#### AIM OF THE EXERCISE:
Quote every entry word for word.

Source data

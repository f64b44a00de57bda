use fieldsmith_core::{
    CaseTransform, FieldOptionsSource, SchemaDocument, validate_schema, validate_schema_json,
};
use serde_json::json;

fn sample_document() -> serde_json::Value {
    json!({
        "fields": [
            { "name": "first", "dataType": "Name.firstName" },
            {
                "name": "badge",
                "dataType": "Dependent.expression",
                "options": {
                    "dependency": { "expression": "${uppercase(first)}-${_rowIndex}" },
                    "formatting": { "caseTransform": "UPPER", "prefix": "ID-" }
                }
            },
            { "name": "age", "dataType": "Number.range", "options": "18-65" }
        ],
        "formattingRules": { "globalRules": { "defaultMaxLength": 40 } }
    })
}

#[test]
fn sample_document_passes_json_schema_validation() {
    let report = validate_schema_json(&sample_document()).expect("compile json schema");
    assert!(report.is_ok(), "unexpected errors: {:?}", report.errors);
}

#[test]
fn missing_data_type_is_a_schema_violation() {
    let document = json!({ "fields": [ { "name": "first" } ] });
    let report = validate_schema_json(&document).expect("compile json schema");
    assert!(!report.is_ok());
    assert!(report.errors.iter().all(|issue| issue.code == "schema_violation"));
}

#[test]
fn sample_document_deserializes_and_validates() {
    let document: SchemaDocument =
        serde_json::from_value(sample_document()).expect("parse schema document");
    assert!(validate_schema(&document).is_ok());

    let badge = &document.fields[1];
    assert!(matches!(badge.options, Some(FieldOptionsSource::Structured(_))));
    let options = badge.parsed_options();
    assert_eq!(options.expression(), Some("${uppercase(first)}-${_rowIndex}"));
    assert_eq!(
        options.formatting.and_then(|formatting| formatting.case_transform),
        Some(CaseTransform::Upper)
    );

    assert!(matches!(
        document.fields[2].options,
        Some(FieldOptionsSource::Text(ref raw)) if raw == "18-65"
    ));
    assert_eq!(
        document.formatting_rules_text().as_deref(),
        Some(r#"{"globalRules":{"defaultMaxLength":40}}"#)
    );
}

#### RESPONSE TO THE TASK:
repository f64b44a00de57bda
use fieldsmith_core::{
    CaseTransform, FieldOptionsSource, SchemaDocument, validate_schema, validate_schema_json,
};
use serde_json::json;

fn sample_document() -> serde_json::Value {
    json!({
        "fields": [
            { "name": "first", "dataType": "Name.firstName" },
            {
                "name": "badge",
                "dataType": "Dependent.expression",
                "options": {
                    "dependency": { "expression": "${uppercase(first)}-${_rowIndex}" },
                    "formatting": { "caseTransform": "UPPER", "prefix": "ID-" }
                }
            },
            { "name": "age", "dataType": "Number.range", "options": "18-65" }
        ],
        "formattingRules": { "globalRules": { "defaultMaxLength": 40 } }
    })
}

#[test]
fn sample_document_passes_json_schema_validation() {
    let report = validate_schema_json(&sample_document()).expect("compile json schema");
    assert!(report.is_ok(), "unexpected errors: {:?}", report.errors);
}

#[test]
fn missing_data_type_is_a_schema_violation() {
    let document = json!({ "fields": [ { "name": "first" } ] });
    let report = validate_schema_json(&document).expect("compile json schema");
    assert!(!report.is_ok());
    assert!(report.errors.iter().all(|issue| issue.code == "schema_violation"));
}

#[test]
fn sample_document_deserializes_and_validates() {
    let document: SchemaDocument =
        serde_json::from_value(sample_document()).expect("parse schema document");
    assert!(validate_schema(&document).is_ok());

    let badge = &document.fields[1];
    assert!(matches!(badge.options, Some(FieldOptionsSource::Structured(_))));
    let options = badge.parsed_options();
    assert_eq!(options.expression(), Some("${uppercase(first)}-${_rowIndex}"));
    assert_eq!(
        options.formatting.and_then(|formatting| formatting.case_transform),
        Some(CaseTransform::Upper)
    );

    assert!(matches!(
        document.fields[2].options,
        Some(FieldOptionsSource::Text(ref raw)) if raw == "18-65"
    ));
    assert_eq!(
        document.formatting_rules_text().as_deref(),
        Some(r#"{"globalRules":{"defaultMaxLength":40}}"#)
    );
}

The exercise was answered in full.